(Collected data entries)
Start of Block

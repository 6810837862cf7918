//! Git operations abstraction layer
//!
//! The version engine only sees the [Repository] trait. Implementations:
//!
//! - [repository::Git2Repository]: a real repository read through the `git2` crate
//! - [mock::MockRepository]: an in-memory linear history for tests
//! - [cache::CachedRepository]: memoizes another implementation for one resolution run
//!
//! All queries are read-only.

pub mod cache;
pub mod mock;
pub mod repository;

pub use cache::CachedRepository;
pub use mock::MockRepository;
pub use repository::Git2Repository;

use crate::domain::SemanticVersion;
use crate::error::Result;

/// Commit information used for merge message analysis
#[derive(Debug, Clone, PartialEq, Eq)]
pub struct CommitInfo {
    /// Full commit id
    pub sha: String,
    /// Full commit message
    pub message: String,
    /// Commit date, `YYYY-MM-DD HH:MM:SS +ZZZZ`
    pub date: String,
}

/// Branch name reported when HEAD is detached
pub const DETACHED_HEAD: &str = "HEAD";

/// Pick the newest of several tags on one commit.
///
/// Names that parse as a version once any non-numeric prefix is dropped outrank those that
/// do not and compare by precedence; the rest compare by name.
pub fn newest_tag<'a, I>(names: I) -> Option<&'a String>
where
    I: IntoIterator<Item = &'a String>,
{
    names.into_iter().max_by(|a, b| {
        tag_version(a)
            .cmp(&tag_version(b))
            .then_with(|| a.cmp(b))
    })
}

fn tag_version(name: &str) -> Option<SemanticVersion> {
    SemanticVersion::parse(name.trim_start_matches(|c: char| !c.is_ascii_digit())).ok()
}

/// Read-only repository queries consumed by the version engine.
///
/// ## Error Handling
///
/// "Nothing found" is reported through empty collections or `None`; `Err` is reserved
/// for queries that could not be answered.
pub trait Repository: Send + Sync {
    /// Whether version-control metadata is present
    fn is_repository(&self) -> bool;

    /// Short name of the checked out branch, or [DETACHED_HEAD]
    fn current_branch(&self) -> Result<String>;

    /// Full id of the HEAD commit
    fn head_sha(&self) -> Result<String>;

    /// Abbreviated id of the HEAD commit
    fn head_short_sha(&self) -> Result<String>;

    /// Nearest tag reachable from HEAD
    fn latest_tag(&self) -> Result<Option<String>>;

    /// Every tag whose commit is an ancestor of (or equal to) HEAD
    fn tags_reachable_from_head(&self) -> Result<Vec<String>>;

    /// Commit id a tag points at
    fn commit_sha_for_tag(&self, tag: &str) -> Result<String>;

    /// Remote branch names with the remote prefix stripped
    fn all_remote_branches(&self) -> Result<Vec<String>>;

    /// Best common ancestor of two branches, `None` for unrelated histories
    fn merge_base(&self, branch_a: &str, branch_b: &str) -> Result<Option<String>>;

    /// Most recent commits reachable from HEAD, newest first
    fn commit_history(&self, limit: usize) -> Result<Vec<CommitInfo>>;

    /// Messages of commits reachable from HEAD but not from `reference`, newest first.
    ///
    /// `reference` may be a tag or a commit id; `None` means the whole history.
    fn commits_since(&self, reference: Option<&str>) -> Result<Vec<String>>;

    /// Number of commits reachable from HEAD but not from `reference`
    fn commit_count_since(&self, reference: Option<&str>) -> Result<usize>;

    /// Date of the HEAD commit
    fn commit_date(&self) -> Result<String>;
}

End of Block

● **Task**
The data above should be reproduced in full, word for word.

● **Finished exercise**
repository 6810837862cf7918
//! Git operations abstraction layer
//!
//! The version engine only sees the [Repository] trait. Implementations:
//!
//! - [repository::Git2Repository]: a real repository read through the `git2` crate
//! - [mock::MockRepository]: an in-memory linear history for tests
//! - [cache::CachedRepository]: memoizes another implementation for one resolution run
//!
//! All queries are read-only.

pub mod cache;
pub mod mock;
pub mod repository;

pub use cache::CachedRepository;
pub use mock::MockRepository;
pub use repository::Git2Repository;

use crate::domain::SemanticVersion;
use crate::error::Result;

/// Commit information used for merge message analysis
#[derive(Debug, Clone, PartialEq, Eq)]
pub struct CommitInfo {
    /// Full commit id
    pub sha: String,
    /// Full commit message
    pub message: String,
    /// Commit date, `YYYY-MM-DD HH:MM:SS +ZZZZ`
    pub date: String,
}

/// Branch name reported when HEAD is detached
pub const DETACHED_HEAD: &str = "HEAD";

/// Pick the newest of several tags on one commit.
///
/// Names that parse as a version once any non-numeric prefix is dropped outrank those that
/// do not and compare by precedence; the rest compare by name.
pub fn newest_tag<'a, I>(names: I) -> Option<&'a String>
where
    I: IntoIterator<Item = &'a String>,
{
    names.into_iter().max_by(|a, b| {
        tag_version(a)
            .cmp(&tag_version(b))
            .then_with(|| a.cmp(b))
    })
}

fn tag_version(name: &str) -> Option<SemanticVersion> {
    SemanticVersion::parse(name.trim_start_matches(|c: char| !c.is_ascii_digit())).ok()
}

/// Read-only repository queries consumed by the version engine.
///
/// ## Error Handling
///
/// "Nothing found" is reported through empty collections or `None`; `Err` is reserved
/// for queries that could not be answered.
pub trait Repository: Send + Sync {
    /// Whether version-control metadata is present
    fn is_repository(&self) -> bool;

    /// Short name of the checked out branch, or [DETACHED_HEAD]
    fn current_branch(&self) -> Result<String>;

    /// Full id of the HEAD commit
    fn head_sha(&self) -> Result<String>;

    /// Abbreviated id of the HEAD commit
    fn head_short_sha(&self) -> Result<String>;

    /// Nearest tag reachable from HEAD
    fn latest_tag(&self) -> Result<Option<String>>;

    /// Every tag whose commit is an ancestor of (or equal to) HEAD
    fn tags_reachable_from_head(&self) -> Result<Vec<String>>;

    /// Commit id a tag points at
    fn commit_sha_for_tag(&self, tag: &str) -> Result<String>;

    /// Remote branch names with the remote prefix stripped
    fn all_remote_branches(&self) -> Result<Vec<String>>;

    /// Best common ancestor of two branches, `None` for unrelated histories
    fn merge_base(&self, branch_a: &str, branch_b: &str) -> Result<Option<String>>;

    /// Most recent commits reachable from HEAD, newest first
    fn commit_history(&self, limit: usize) -> Result<Vec<CommitInfo>>;

    /// Messages of commits reachable from HEAD but not from `reference`, newest first.
    ///
    /// `reference` may be a tag or a commit id; `None` means the whole history.
    fn commits_since(&self, reference: Option<&str>) -> Result<Vec<String>>;

    /// Number of commits reachable from HEAD but not from `reference`
    fn commit_count_since(&self, reference: Option<&str>) -> Result<usize>;

    /// Date of the HEAD commit
    fn commit_date(&self) -> Result<String>;
}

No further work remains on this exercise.